Antony mengatakan hal ini penting agar publik memahami posisi diskusi secara akurat dan tidak menimbulkan kesalahpahaman lebih lanjut. Antony menyampaikan pembahasan ini bersifat konseptual dan belum menjadi keputusan resmi pemerintah, sehingga tidak semestinya dijadikan dasar spekulasi investasi dalam bentuk apa pun.
"Sebagai bagian dari industri kripto nasional, kami mendorong agar hal ini tidak berhenti di tahap wacana, melainkan ditindaklanjuti melalui dialog terbuka berbasis kajian akademik dan strategi ekonomi nasional," sambung dia.
Hal ini juga sejalan dengan semangat transparansi dan keterlibatan multipihak dalam pembangunan ekonomi digital Indonesia. Data Otoritas Jasa Keuangan (OJK) menunjukkan nilai transaksi kripto di Indonesia hingga pertengahan 2025 telah menembus Rp 224,11 triliun, dengan pengguna mencapai 15,85 juta.
"Ini mencerminkan adopsi yang terus berkembang dan menjadi indikator aset digital memiliki posisi yang semakin penting dalam lanskap keuangan nasional," ucap Antony.

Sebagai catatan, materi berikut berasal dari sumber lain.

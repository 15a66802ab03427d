//! Serve command - Starts the HTTP server.

use std::sync::Arc;

use crate::api::{create_router, AppState};
use crate::cli::args::ServeArgs;
use crate::config::{CacheBackend, Config};
use crate::errors::{AppError, AppResult};
use crate::infra::{CacheStore, Database, MemoryCache, RedisCache, UserRepository, UserStore};

/// Execute the serve command
pub async fn execute(args: ServeArgs, config: Config) -> AppResult<()> {
    tracing::info!("Starting server...");

    let db = Database::connect(&config).await?;
    let repository: Arc<dyn UserRepository> = Arc::new(UserStore::new(db.get_connection()));

    let cache = connect_cache(args.cache.unwrap_or(config.cache_backend), &config).await?;

    let app = create_router(AppState::new(repository, cache));

    let addr = format!("{}:{}", args.host, args.port);
    let listener = tokio::net::TcpListener::bind(&addr)
        .await
        .map_err(|e| AppError::internal(format!("Failed to bind to {}: {}", addr, e)))?;

    tracing::info!("Server running on http://{}", addr);

    axum::serve(listener, app)
        .await
        .map_err(|e| AppError::internal(format!("Server error: {}", e)))?;

    Ok(())
}

/// Build the cache adapter selected on the command line or in the environment.
async fn connect_cache(backend: CacheBackend, config: &Config) -> AppResult<Arc<dyn CacheStore>> {
    match backend {
        CacheBackend::Redis => Ok(Arc::new(RedisCache::connect(config).await?)),
        CacheBackend::Memory => {
            tracing::warn!("Using in-process cache; entries are not shared between instances");
            Ok(Arc::new(MemoryCache::new()))
        }
    }
}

Antony memandang aset digital tidak hanya akan berperan sebagai instrumen investasi publik, tetapi juga memiliki potensi strategis di ranah kebijakan fiskal negara. Namun, semua itu perlu dikaji secara komprehensif, inklusif, dan progresif.
Sebagai entitas yang telah lama berkontribusi dalam pengembangan industri aset digital di Indonesia, Indodax siap untuk terus memberikan masukan, literasi publik, serta dukungan terhadap proses pengambilan kebijakan berbasis inovasi dan kehati-hatian.
"Kami percaya dengan pendekatan yang tepat, Indonesia memiliki peluang untuk mengambil posisi strategis di tengah transformasi ekonomi global yang semakin terdigitalisasi," lanjut Antony.
Antony menyampaikan cadangan nasional yang sering disamakan dengan cadangan devisa pada dasarnya adalah aset strategis yang dimiliki negara untuk menjaga stabilitas ekonomi makro. Umumnya, bentuknya berupa valuta asing, surat utang luar negeri, dan emas. Namun dalam perkembangan global terkini, beberapa negara mulai mempertimbangkan perluasan definisi tersebut, termasuk melalui aset digital seperti Bitcoin. Antony menyampaikan aset digital tersebut merupakan aset yang terdesentralisasi, tahan terhadap inflasi, dan tidak dikendalikan oleh otoritas manapun.
"Kami menilai Bitcoin memiliki karakteristik fundamental yang dapat mendukung agenda diversifikasi cadangan negara," kata Antony.